EXERCISE INSTRUCTIONS
Your answer must be an exact copy of the lines from the one holding "pub use decode::RecordStream;" through the last line of the entries below, with nothing added.

Stored data entries
-=-=-=-=-

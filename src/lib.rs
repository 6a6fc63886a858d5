//! Binding between header-and-row string tables and typed records.
//!
//! A record type registers its bindable fields once by implementing
//! [`Record`]. A [`Binder`], constructed with an explicit [`BindConfig`], then
//! decodes rows into containers of such records and encodes records back into
//! a [`TablePayload`] for an external codec.
//!
//! ```ignore
//! let binder = Binder::new(BindConfig::strict());
//! let mut people: Vec<Person> = Vec::new();
//! binder.decode_rows(&rows, &mut people)?;
//! let table = binder.encode(&people)?;
//! ```

pub mod column_type;
pub mod config;
pub mod container;
pub mod decode;
pub mod descriptor;
pub mod encode;
pub mod error;
pub mod io_utils;
pub mod resolve;
pub mod rows;
pub mod scalar;

pub use column_type::ColumnType;
pub use config::{BindConfig, EmptyCellPolicy};
pub use container::{ContainerShape, Element, RecordContainer};
pub use decode::RecordStream;
pub use descriptor::{FieldDescriptor, FieldTag, PathStep, Record, RecordSchema, SchemaBuilder};
pub use error::{BindError, BindResult};
pub use io_utils::{CsvRowSink, CsvRowSource};
pub use resolve::ColumnBindings;
pub use rows::{HeaderColumn, MemoryRows, Row, RowSink, RowSource, TablePayload};
pub use scalar::{CoercionError, Scalar, ScalarKind};

/// Decodes and encodes records under one fixed configuration.
#[derive(Debug, Clone)]
pub struct Binder {
    config: BindConfig,
}

impl Binder {
    pub fn new(config: BindConfig) -> Self {
        Self { config }
    }

    pub fn config(&self) -> &BindConfig {
        &self.config
    }
}

pub(crate) fn printable_delimiter(delimiter: u8) -> String {
    char::from(delimiter).escape_default().to_string()
}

-=-=-=-=-

EXERCISE ANSWER
pub use decode::RecordStream;
pub use descriptor::{FieldDescriptor, FieldTag, PathStep, Record, RecordSchema, SchemaBuilder};
pub use error::{BindError, BindResult};
pub use io_utils::{CsvRowSink, CsvRowSource};
pub use resolve::ColumnBindings;
pub use rows::{HeaderColumn, MemoryRows, Row, RowSink, RowSource, TablePayload};
pub use scalar::{CoercionError, Scalar, ScalarKind};

/// Decodes and encodes records under one fixed configuration.
#[derive(Debug, Clone)]
pub struct Binder {
    config: BindConfig,
}

impl Binder {
    pub fn new(config: BindConfig) -> Self {
        Self { config }
    }

    pub fn config(&self) -> &BindConfig {
        &self.config
    }
}

pub(crate) fn printable_delimiter(delimiter: u8) -> String {
    char::from(delimiter).escape_default().to_string()
}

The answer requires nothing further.